What the exercise asks:
Find the lines in the records that carry the word "HttpResponse". Copy each one.

### Input data ###

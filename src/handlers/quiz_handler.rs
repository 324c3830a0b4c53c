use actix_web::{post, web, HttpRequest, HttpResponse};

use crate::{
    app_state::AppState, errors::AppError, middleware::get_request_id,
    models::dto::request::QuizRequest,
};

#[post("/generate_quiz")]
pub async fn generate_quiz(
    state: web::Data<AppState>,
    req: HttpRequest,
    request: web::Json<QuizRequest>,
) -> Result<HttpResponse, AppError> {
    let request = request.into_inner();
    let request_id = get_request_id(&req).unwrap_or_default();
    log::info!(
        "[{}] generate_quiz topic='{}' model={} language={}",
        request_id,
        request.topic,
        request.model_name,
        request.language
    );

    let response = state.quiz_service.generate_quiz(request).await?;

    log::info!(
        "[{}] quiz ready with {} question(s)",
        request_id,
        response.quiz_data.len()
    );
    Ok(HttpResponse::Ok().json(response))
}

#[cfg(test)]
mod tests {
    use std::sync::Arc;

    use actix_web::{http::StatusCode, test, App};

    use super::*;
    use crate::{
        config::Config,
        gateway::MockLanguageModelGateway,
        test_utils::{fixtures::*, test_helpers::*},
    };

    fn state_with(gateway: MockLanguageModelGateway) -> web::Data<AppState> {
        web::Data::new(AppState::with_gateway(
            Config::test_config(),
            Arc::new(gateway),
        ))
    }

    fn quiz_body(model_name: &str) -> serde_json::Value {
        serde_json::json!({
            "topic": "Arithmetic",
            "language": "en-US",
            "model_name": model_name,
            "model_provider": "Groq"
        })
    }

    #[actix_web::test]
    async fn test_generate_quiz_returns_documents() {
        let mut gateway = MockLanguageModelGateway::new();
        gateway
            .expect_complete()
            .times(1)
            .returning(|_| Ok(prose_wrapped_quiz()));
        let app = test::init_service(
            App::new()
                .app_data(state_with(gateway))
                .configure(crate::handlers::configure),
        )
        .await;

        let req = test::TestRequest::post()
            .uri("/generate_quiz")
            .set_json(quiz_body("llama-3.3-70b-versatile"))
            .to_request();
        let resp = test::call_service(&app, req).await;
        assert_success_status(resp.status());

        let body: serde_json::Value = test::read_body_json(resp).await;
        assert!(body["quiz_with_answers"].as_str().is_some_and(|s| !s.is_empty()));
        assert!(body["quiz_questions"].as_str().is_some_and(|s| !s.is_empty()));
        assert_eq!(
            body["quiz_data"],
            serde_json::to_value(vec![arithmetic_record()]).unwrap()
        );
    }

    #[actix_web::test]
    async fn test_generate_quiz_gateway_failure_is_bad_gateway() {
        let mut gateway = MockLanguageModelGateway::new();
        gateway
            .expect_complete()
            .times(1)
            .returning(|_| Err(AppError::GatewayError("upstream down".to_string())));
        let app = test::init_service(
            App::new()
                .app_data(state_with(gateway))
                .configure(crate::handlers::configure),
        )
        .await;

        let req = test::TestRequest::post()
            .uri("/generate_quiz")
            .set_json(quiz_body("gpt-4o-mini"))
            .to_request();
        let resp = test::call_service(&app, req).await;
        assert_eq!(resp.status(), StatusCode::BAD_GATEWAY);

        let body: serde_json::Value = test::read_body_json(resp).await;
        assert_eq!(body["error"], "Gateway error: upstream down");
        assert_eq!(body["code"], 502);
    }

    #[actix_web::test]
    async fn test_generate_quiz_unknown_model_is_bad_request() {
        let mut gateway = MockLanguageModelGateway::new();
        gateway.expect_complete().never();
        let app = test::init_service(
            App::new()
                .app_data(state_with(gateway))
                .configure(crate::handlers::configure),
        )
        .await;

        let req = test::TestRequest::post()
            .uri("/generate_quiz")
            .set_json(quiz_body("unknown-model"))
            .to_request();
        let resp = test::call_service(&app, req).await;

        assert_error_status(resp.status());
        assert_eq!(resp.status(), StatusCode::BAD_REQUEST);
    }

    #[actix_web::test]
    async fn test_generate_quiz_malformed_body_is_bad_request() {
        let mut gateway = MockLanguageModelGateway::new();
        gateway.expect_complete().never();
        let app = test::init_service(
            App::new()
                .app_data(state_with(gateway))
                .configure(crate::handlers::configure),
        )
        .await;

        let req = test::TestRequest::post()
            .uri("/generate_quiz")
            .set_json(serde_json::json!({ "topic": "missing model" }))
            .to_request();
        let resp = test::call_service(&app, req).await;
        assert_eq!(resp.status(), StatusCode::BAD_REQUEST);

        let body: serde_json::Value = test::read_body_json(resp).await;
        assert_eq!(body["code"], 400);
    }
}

###
### Input data ###

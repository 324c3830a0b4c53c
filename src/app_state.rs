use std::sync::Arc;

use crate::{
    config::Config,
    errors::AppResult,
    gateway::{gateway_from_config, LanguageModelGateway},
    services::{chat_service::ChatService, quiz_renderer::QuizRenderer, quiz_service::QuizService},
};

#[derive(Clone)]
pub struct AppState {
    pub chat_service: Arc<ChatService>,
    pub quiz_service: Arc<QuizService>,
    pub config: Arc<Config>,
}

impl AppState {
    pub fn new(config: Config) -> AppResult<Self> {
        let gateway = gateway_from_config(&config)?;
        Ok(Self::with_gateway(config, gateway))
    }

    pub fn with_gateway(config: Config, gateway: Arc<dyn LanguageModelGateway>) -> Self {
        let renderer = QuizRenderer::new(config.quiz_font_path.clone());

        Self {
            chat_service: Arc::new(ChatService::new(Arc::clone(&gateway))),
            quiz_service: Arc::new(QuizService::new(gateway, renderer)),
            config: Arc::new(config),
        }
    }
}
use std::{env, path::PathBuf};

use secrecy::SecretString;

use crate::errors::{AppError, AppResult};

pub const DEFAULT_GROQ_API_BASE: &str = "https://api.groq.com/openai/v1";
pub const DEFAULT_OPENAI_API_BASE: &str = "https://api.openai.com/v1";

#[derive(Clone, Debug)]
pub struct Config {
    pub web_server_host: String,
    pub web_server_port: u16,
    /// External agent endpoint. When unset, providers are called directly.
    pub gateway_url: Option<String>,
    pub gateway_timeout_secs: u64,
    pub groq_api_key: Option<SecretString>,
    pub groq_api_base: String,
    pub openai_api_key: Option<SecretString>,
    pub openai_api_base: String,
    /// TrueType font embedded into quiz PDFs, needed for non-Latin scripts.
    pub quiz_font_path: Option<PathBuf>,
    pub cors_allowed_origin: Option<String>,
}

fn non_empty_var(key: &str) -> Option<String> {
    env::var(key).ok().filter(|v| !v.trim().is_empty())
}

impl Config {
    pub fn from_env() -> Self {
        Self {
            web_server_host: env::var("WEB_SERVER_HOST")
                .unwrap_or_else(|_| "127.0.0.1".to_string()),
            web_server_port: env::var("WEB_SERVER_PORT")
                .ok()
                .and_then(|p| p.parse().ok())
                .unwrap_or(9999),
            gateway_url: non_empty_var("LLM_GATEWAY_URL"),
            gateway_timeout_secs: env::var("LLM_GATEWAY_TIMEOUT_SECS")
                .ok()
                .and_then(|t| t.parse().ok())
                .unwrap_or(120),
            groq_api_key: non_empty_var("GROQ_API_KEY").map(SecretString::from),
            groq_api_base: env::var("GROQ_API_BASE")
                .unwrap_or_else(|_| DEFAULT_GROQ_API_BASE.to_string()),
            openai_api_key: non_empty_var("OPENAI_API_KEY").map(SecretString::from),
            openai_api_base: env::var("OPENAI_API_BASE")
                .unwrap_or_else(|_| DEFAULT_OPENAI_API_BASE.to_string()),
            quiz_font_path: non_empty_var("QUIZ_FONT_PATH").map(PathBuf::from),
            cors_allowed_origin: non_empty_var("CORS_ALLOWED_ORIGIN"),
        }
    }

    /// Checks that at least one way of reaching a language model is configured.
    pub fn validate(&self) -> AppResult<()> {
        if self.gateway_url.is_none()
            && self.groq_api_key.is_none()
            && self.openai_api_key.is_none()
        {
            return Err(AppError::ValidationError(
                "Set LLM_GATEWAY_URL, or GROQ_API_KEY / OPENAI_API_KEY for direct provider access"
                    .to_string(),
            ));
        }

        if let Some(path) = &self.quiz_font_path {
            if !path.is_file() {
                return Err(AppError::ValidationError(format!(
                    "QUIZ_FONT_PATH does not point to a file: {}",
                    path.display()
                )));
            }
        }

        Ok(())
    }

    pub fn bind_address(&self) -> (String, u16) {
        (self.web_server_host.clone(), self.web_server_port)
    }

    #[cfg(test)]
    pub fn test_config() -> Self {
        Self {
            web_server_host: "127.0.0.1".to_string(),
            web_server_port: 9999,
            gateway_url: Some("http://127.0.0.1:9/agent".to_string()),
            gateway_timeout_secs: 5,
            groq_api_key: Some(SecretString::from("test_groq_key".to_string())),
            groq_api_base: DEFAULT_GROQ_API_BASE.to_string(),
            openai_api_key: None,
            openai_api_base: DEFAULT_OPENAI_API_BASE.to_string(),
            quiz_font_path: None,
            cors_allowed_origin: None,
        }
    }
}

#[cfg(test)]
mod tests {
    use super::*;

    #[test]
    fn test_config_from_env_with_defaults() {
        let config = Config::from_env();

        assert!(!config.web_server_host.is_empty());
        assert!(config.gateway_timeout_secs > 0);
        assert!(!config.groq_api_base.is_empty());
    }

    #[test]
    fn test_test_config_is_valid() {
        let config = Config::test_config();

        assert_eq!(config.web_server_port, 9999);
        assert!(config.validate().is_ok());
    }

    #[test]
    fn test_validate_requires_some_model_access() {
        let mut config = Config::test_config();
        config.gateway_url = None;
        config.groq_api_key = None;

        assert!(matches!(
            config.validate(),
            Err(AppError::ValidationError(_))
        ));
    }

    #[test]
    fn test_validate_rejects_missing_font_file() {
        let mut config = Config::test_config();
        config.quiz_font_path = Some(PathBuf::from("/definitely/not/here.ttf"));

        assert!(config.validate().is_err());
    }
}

###
### Input data ###

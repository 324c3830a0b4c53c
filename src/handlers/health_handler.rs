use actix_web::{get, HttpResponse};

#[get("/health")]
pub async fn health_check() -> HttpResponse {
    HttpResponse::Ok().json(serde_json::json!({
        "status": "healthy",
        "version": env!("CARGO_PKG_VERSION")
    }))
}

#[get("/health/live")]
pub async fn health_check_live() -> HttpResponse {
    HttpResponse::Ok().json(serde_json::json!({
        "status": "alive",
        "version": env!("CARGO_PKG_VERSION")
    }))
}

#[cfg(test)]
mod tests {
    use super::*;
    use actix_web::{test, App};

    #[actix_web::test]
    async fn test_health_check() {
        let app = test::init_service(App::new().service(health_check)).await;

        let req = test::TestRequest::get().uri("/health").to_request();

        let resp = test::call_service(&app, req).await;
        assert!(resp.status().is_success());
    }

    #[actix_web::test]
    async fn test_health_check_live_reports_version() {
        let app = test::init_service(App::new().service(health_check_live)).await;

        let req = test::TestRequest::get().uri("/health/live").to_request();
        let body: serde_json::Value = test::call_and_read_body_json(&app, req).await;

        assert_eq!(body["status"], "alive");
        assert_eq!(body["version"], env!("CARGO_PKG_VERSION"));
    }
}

###

Task response:
use actix_web::{post, web, HttpRequest, HttpResponse};
) -> Result<HttpResponse, AppError> {
    Ok(HttpResponse::Ok().json(response))
use actix_web::{get, HttpResponse};
pub async fn health_check() -> HttpResponse {
    HttpResponse::Ok().json(serde_json::json!({
pub async fn health_check_live() -> HttpResponse {
    HttpResponse::Ok().json(serde_json::json!({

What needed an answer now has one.